Honestly? It was rough.Getting started felt like pushing a heavy rock up a wet hill. Sat there staring at the blinking cursor forever. Typed a sentence, deleted it. Typed another one, hated it. Checked the time. Got more coffee. Checked the time again. I felt kind of cramped up and stuck. Felt myself getting grumpy too. Brain just wouldn’t turn on properly.
Finally, somehow, after maybe two hours of this torture, I squeezed out one draft. It felt…flat. Like it was missing something. Like reading an old grocery list.
Giving the Group Thing a Shot
Wednesday afternoon, swapped tactics. Got three buddies together over video call – Mike, Sarah, and Alex. Told ’em all to bring their half-baked ideas about “dealing with change,” which was another essay topic I was wrestling with. No prep, just jump in.
Holy smokes. We started yelling ideas at each other like kids trading cards.
- Mike went on a rant about his old car dying.
- Sarah started talking about moving houses as a kid.
- Alex threw in something about switching jobs unexpectedly.
The energy shot way up. Felt good yelling ideas around. But here’s the kicker: it got chaotic. Real chaotic. People interrupting, talking over each other. The chat window scrolling like crazy. Sarah got sidetracked telling a whole story about her cat. We ended up with bits and pieces of like six different essays instead of one focused piece.

Figuring Out What Actually Stuck
Thursday morning, I sat down with the mess.
Looked at that solo essay draft. Technically complete. Had a beginning, middle, end.
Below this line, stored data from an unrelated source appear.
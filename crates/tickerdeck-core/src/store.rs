//! In-memory storage for portfolio holdings, the watchlist and market indices.
//!
//! State is process-local and lost on restart.

use std::collections::BTreeMap;
use std::sync::{PoisonError, RwLock, RwLockReadGuard, RwLockWriteGuard};

use serde::{Deserialize, Serialize};
use thiserror::Error;

use crate::{Symbol, UtcDateTime, ValidationError};

const SEEDED_INDICES: [(&str, &str); 3] = [
    ("^GSPC", "S&P 500"),
    ("^DJI", "Dow Jones Industrial Average"),
    ("^IXIC", "NASDAQ Composite"),
];

const SEEDED_MOVERS: [&str; 12] = [
    "AAPL", "MSFT", "GOOGL", "AMZN", "NVDA", "META", "TSLA", "JPM", "V", "NFLX", "AMD", "INTC",
];

#[derive(Debug, Error, Clone, PartialEq)]
pub enum StoreError {
    #[error("{table} entry {id} does not exist")]
    NotFound { table: &'static str, id: u64 },
    #[error("symbol '{symbol}' is already on the watchlist")]
    DuplicateSymbol { symbol: String },
    #[error(transparent)]
    Validation(#[from] ValidationError),
}

#[derive(Debug, Clone, PartialEq, Serialize)]
pub struct Holding {
    pub id: u64,
    pub symbol: Symbol,
    pub shares: f64,
    pub average_cost: f64,
    pub added_at: UtcDateTime,
}

/// Holding as submitted by a client, before it gets an id.
#[derive(Debug, Clone, PartialEq, Deserialize)]
pub struct NewHolding {
    pub symbol: Symbol,
    pub shares: f64,
    pub average_cost: f64,
}

impl NewHolding {
    pub fn validate(&self) -> Result<(), ValidationError> {
        for (field, value) in [("shares", self.shares), ("average_cost", self.average_cost)] {
            if !value.is_finite() {
                return Err(ValidationError::NonFiniteValue { field });
            }
            if value <= 0.0 {
                return Err(ValidationError::NonPositiveValue { field });
            }
        }
        Ok(())
    }
}

#[derive(Debug, Clone, PartialEq, Serialize)]
pub struct WatchlistEntry {
    pub id: u64,
    pub symbol: Symbol,
    pub added_at: UtcDateTime,
}

#[derive(Debug, Clone, PartialEq, Eq, Serialize)]
pub struct MarketIndex {
    pub symbol: Symbol,
    pub name: String,
}

/// Storage seam for dashboard state.
pub trait Repository: Send + Sync {
    fn holdings(&self) -> Vec<Holding>;
    fn add_holding(&self, holding: NewHolding) -> Result<Holding, StoreError>;
    fn remove_holding(&self, id: u64) -> Result<Holding, StoreError>;

    fn watchlist(&self) -> Vec<WatchlistEntry>;
    /// Rejects a symbol that is already listed.
    fn add_to_watchlist(&self, symbol: Symbol) -> Result<WatchlistEntry, StoreError>;
    fn remove_from_watchlist(&self, id: u64) -> Result<WatchlistEntry, StoreError>;

    fn indices(&self) -> Vec<MarketIndex>;
    /// Symbols scanned for top gainers/losers.
    fn movers_universe(&self) -> Vec<Symbol>;
}

/// Arena of rows keyed by a monotonically increasing id. Ids are never reused.
#[derive(Debug)]
struct Table<T> {
    rows: BTreeMap<u64, T>,
    next_id: u64,
}

impl<T> Default for Table<T> {
    fn default() -> Self {
        Self {
            rows: BTreeMap::new(),
            next_id: 1,
        }
    }
}

impl<T: Clone> Table<T> {
    fn insert_with(&mut self, build: impl FnOnce(u64) -> T) -> T {
        let id = self.next_id;
        self.next_id += 1;
        let row = build(id);
        self.rows.insert(id, row.clone());
        row
    }

    fn remove(&mut self, table: &'static str, id: u64) -> Result<T, StoreError> {
        self.rows.remove(&id).ok_or(StoreError::NotFound { table, id })
    }

    fn all(&self) -> Vec<T> {
        self.rows.values().cloned().collect()
    }
}

#[derive(Debug, Default)]
struct Tables {
    holdings: Table<Holding>,
    watchlist: Table<WatchlistEntry>,
    indices: Vec<MarketIndex>,
    movers: Vec<Symbol>,
}

#[derive(Debug, Default)]
pub struct InMemoryRepository {
    tables: RwLock<Tables>,
}

impl InMemoryRepository {
    /// Empty portfolio and watchlist; indices and the movers universe seeded.
    pub fn new() -> Self {
        let tables = Tables {
            indices: SEEDED_INDICES
                .iter()
                .filter_map(|(symbol, name)| {
                    Some(MarketIndex {
                        symbol: Symbol::parse(symbol).ok()?,
                        name: (*name).to_owned(),
                    })
                })
                .collect(),
            movers: SEEDED_MOVERS
                .iter()
                .filter_map(|symbol| Symbol::parse(symbol).ok())
                .collect(),
            ..Tables::default()
        };
        Self {
            tables: RwLock::new(tables),
        }
    }

    /// [`new`](Self::new) plus a small demo portfolio and watchlist.
    pub fn with_demo_data() -> Result<Self, StoreError> {
        let repository = Self::new();
        for (symbol, shares, average_cost) in [("AAPL", 10.0, 150.0), ("MSFT", 5.0, 380.0)] {
            repository.add_holding(NewHolding {
                symbol: Symbol::parse(symbol)?,
                shares,
                average_cost,
            })?;
        }
        for symbol in ["NVDA", "TSLA", "AMZN"] {
            repository.add_to_watchlist(Symbol::parse(symbol)?)?;
        }
        Ok(repository)
    }

    fn read(&self) -> RwLockReadGuard<'_, Tables> {
        self.tables.read().unwrap_or_else(PoisonError::into_inner)
    }

    fn write(&self) -> RwLockWriteGuard<'_, Tables> {
        self.tables.write().unwrap_or_else(PoisonError::into_inner)
    }
}

impl Repository for InMemoryRepository {
    fn holdings(&self) -> Vec<Holding> {
        self.read().holdings.all()
    }

    fn add_holding(&self, holding: NewHolding) -> Result<Holding, StoreError> {
        holding.validate()?;
        let added_at = UtcDateTime::now();
        let created = self.write().holdings.insert_with(|id| Holding {
            id,
            symbol: holding.symbol,
            shares: holding.shares,
            average_cost: holding.average_cost,
            added_at,
        });
        tracing::debug!(id = created.id, symbol = %created.symbol, "holding added");
        Ok(created)
    }

    fn remove_holding(&self, id: u64) -> Result<Holding, StoreError> {
        self.write().holdings.remove("holding", id)
    }

    fn watchlist(&self) -> Vec<WatchlistEntry> {
        self.read().watchlist.all()
    }

    fn add_to_watchlist(&self, symbol: Symbol) -> Result<WatchlistEntry, StoreError> {
        let mut tables = self.write();
        if tables.watchlist.rows.values().any(|entry| entry.symbol == symbol) {
            return Err(StoreError::DuplicateSymbol {
                symbol: symbol.to_string(),
            });
        }
        let added_at = UtcDateTime::now();
        Ok(tables.watchlist.insert_with(|id| WatchlistEntry {
            id,
            symbol,
            added_at,
        }))
    }

    fn remove_from_watchlist(&self, id: u64) -> Result<WatchlistEntry, StoreError> {
        self.write().watchlist.remove("watchlist", id)
    }

    fn indices(&self) -> Vec<MarketIndex> {
        self.read().indices.clone()
    }

    fn movers_universe(&self) -> Vec<Symbol> {
        self.read().movers.clone()
    }
}

#[cfg(test)]
mod tests {
    use super::*;

    fn symbol(value: &str) -> Symbol {
        Symbol::parse(value).expect("symbol")
    }

    #[test]
    fn ids_increase_and_are_not_reused() {
        let repository = InMemoryRepository::new();
        let first = repository
            .add_holding(NewHolding {
                symbol: symbol("AAPL"),
                shares: 1.0,
                average_cost: 100.0,
            })
            .expect("insert");
        repository.remove_holding(first.id).expect("remove");
        let second = repository
            .add_holding(NewHolding {
                symbol: symbol("AAPL"),
                shares: 2.0,
                average_cost: 100.0,
            })
            .expect("insert");

        assert_eq!(first.id, 1);
        assert_eq!(second.id, 2);
        assert_eq!(repository.holdings().len(), 1);
    }

    #[test]
    fn rejects_duplicate_watchlist_symbol() {
        let repository = InMemoryRepository::new();
        repository.add_to_watchlist(symbol("NVDA")).expect("first add");
        let err = repository
            .add_to_watchlist(symbol("nvda"))
            .expect_err("duplicate");
        assert!(matches!(err, StoreError::DuplicateSymbol { .. }));
    }

    #[test]
    fn removing_missing_row_is_not_found() {
        let repository = InMemoryRepository::new();
        let err = repository.remove_from_watchlist(42).expect_err("missing");
        assert_eq!(err, StoreError::NotFound { table: "watchlist", id: 42 });
    }

    #[test]
    fn validates_new_holdings() {
        let repository = InMemoryRepository::new();
        let err = repository
            .add_holding(NewHolding {
                symbol: symbol("AAPL"),
                shares: 0.0,
                average_cost: 10.0,
            })
            .expect_err("zero shares");
        assert_eq!(
            err,
            StoreError::Validation(ValidationError::NonPositiveValue { field: "shares" })
        );
    }

    #[test]
    fn seeds_indices_and_demo_data() {
        let repository = InMemoryRepository::with_demo_data().expect("demo data");
        let indices = repository
            .indices()
            .into_iter()
            .map(|index| index.symbol.to_string())
            .collect::<Vec<_>>();
        assert_eq!(indices, vec!["^GSPC", "^DJI", "^IXIC"]);
        assert_eq!(repository.holdings().len(), 2);
        assert_eq!(repository.watchlist().len(), 3);
        assert_eq!(repository.movers_universe().len(), 12);
    }
}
Felt controlled. But it was bland. Like room-temperature water. Felt like it needed some life injected into it.
Then I looked at the notes from the group call. Absolute spaghetti mess of ideas and phrases. Could barely remember who said what when. But, buried deep? Pure gold. That feeling Sarah described when she walked into her empty old house? Yeah. That hit hard. Mike’s rant had this super funny line about his car “coughing its last breath.” Alex’s comment about the weird quietness after quitting his job? Brilliant. None of these gems were in my solo draft.
The Real Winner (For Me Anyway)
So yeah, what did my little experiment show?
Pure writing? Getting the structure down? Going alone wins. You gotta just lock in, fight through the blank page, and build that skeleton. No distractions. No talking. Just you and the words.

But breathing life into the damn thing? That needs people. People yell weird things. People spark off you. They throw in angles you never saw coming. They make you laugh or get genuinely mad. They find the feeling.
My perfect process now? Kinda obvious looking back.
- Struggle alone first to build the bare bones.
- Call in the crazy squad to throw emotional paint at it.
- Go back into my cave alone and try to make sense of the beautiful mess.
Takes longer? You betcha. But the difference in how those essays feel? Huge. Worth the coffee stains and the yelling. Trying the group thing first might work for some maniacs, but it’ll never be my go-to. My solo wrestling match has to come first.